EXERCISE :: Exact copies of all the records below should be returned.

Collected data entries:
*** Begin section ***
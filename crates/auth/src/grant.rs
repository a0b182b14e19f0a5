//! Scoped user grants.

use std::collections::HashSet;

use chrono::{DateTime, Utc};
use serde::{Deserialize, Serialize};

use geoaccess_core::{PermissionId, UserId};

use crate::catalog::Permission;
use crate::scope::{Ancestry, GrantKey, Scope, ScopeRef};

/// A grant as requested by a caller, before resolution.
#[derive(Debug, Copy, Clone, PartialEq, Eq, Serialize, Deserialize)]
pub struct GrantRequest {
    pub permission_id: PermissionId,
    pub scope: ScopeRef,
}

/// A recorded `(user, permission, scope)` row.
#[derive(Debug, Clone, PartialEq, Eq, Serialize, Deserialize)]
pub struct ScopedGrant {
    pub user_id: UserId,
    pub permission_id: PermissionId,
    #[serde(flatten)]
    pub scope: Scope,
    pub granted_at: DateTime<Utc>,
}

impl ScopedGrant {
    pub fn key(&self) -> GrantKey {
        GrantKey::new(self.permission_id, self.scope)
    }
}

/// A grant as presented in listings: permission detail plus resolved scope.
#[derive(Debug, Clone, PartialEq, Eq, Serialize)]
pub struct GrantView {
    pub permission: Permission,
    pub scope: Scope,
    pub ancestry: Ancestry,
    pub label: String,
    pub granted_at: DateTime<Utc>,
}

/// What a batch grant write actually did.
///
/// Skipping an already-present grant is not a failure; this report lets the
/// caller tell "nothing new happened" apart from an error.
#[derive(Debug, Clone, Default, PartialEq, Eq, Serialize)]
pub struct GrantBatchOutcome {
    /// Keys written by this operation.
    pub inserted: Vec<GrantKey>,
    /// Keys that already existed in storage and were left untouched.
    pub skipped: Vec<GrantKey>,
    /// In-batch duplicates collapsed before writing.
    pub collapsed: usize,
}

impl GrantBatchOutcome {
    pub fn is_noop(&self) -> bool {
        self.inserted.is_empty()
    }
}

/// Collapse duplicate keys, keeping first-occurrence order.
///
/// Returns the unique keys and how many entries were dropped. Which copy
/// survives does not matter: identical keys are identical grants.
pub fn collapse_duplicates(keys: impl IntoIterator<Item = GrantKey>) -> (Vec<GrantKey>, usize) {
    let mut seen = HashSet::new();
    let mut unique = Vec::new();
    let mut dropped = 0;

    for key in keys {
        if seen.insert(key) {
            unique.push(key);
        } else {
            dropped += 1;
        }
    }

    (unique, dropped)
}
*** End section ***
RESPONSE AREA ::
filename crates/auth/src/grant.rs
repository a0b182b14e19f0a5
//! Scoped user grants.

use std::collections::HashSet;

use chrono::{DateTime, Utc};
use serde::{Deserialize, Serialize};

use geoaccess_core::{PermissionId, UserId};

use crate::catalog::Permission;
use crate::scope::{Ancestry, GrantKey, Scope, ScopeRef};

/// A grant as requested by a caller, before resolution.
#[derive(Debug, Copy, Clone, PartialEq, Eq, Serialize, Deserialize)]
pub struct GrantRequest {
    pub permission_id: PermissionId,
    pub scope: ScopeRef,
}

/// A recorded `(user, permission, scope)` row.
#[derive(Debug, Clone, PartialEq, Eq, Serialize, Deserialize)]
pub struct ScopedGrant {
    pub user_id: UserId,
    pub permission_id: PermissionId,
    #[serde(flatten)]
    pub scope: Scope,
    pub granted_at: DateTime<Utc>,
}

impl ScopedGrant {
    pub fn key(&self) -> GrantKey {
        GrantKey::new(self.permission_id, self.scope)
    }
}

/// A grant as presented in listings: permission detail plus resolved scope.
#[derive(Debug, Clone, PartialEq, Eq, Serialize)]
pub struct GrantView {
    pub permission: Permission,
    pub scope: Scope,
    pub ancestry: Ancestry,
    pub label: String,
    pub granted_at: DateTime<Utc>,
}

/// What a batch grant write actually did.
///
/// Skipping an already-present grant is not a failure; this report lets the
/// caller tell "nothing new happened" apart from an error.
#[derive(Debug, Clone, Default, PartialEq, Eq, Serialize)]
pub struct GrantBatchOutcome {
    /// Keys written by this operation.
    pub inserted: Vec<GrantKey>,
    /// Keys that already existed in storage and were left untouched.
    pub skipped: Vec<GrantKey>,
    /// In-batch duplicates collapsed before writing.
    pub collapsed: usize,
}

impl GrantBatchOutcome {
    pub fn is_noop(&self) -> bool {
        self.inserted.is_empty()
    }
}

/// Collapse duplicate keys, keeping first-occurrence order.
///
/// Returns the unique keys and how many entries were dropped. Which copy
/// survives does not matter: identical keys are identical grants.
pub fn collapse_duplicates(keys: impl IntoIterator<Item = GrantKey>) -> (Vec<GrantKey>, usize) {
    let mut seen = HashSet::new();
    let mut unique = Vec::new();
    let mut dropped = 0;

    for key in keys {
        if seen.insert(key) {
            unique.push(key);
        } else {
            dropped += 1;
        }
    }

    (unique, dropped)
}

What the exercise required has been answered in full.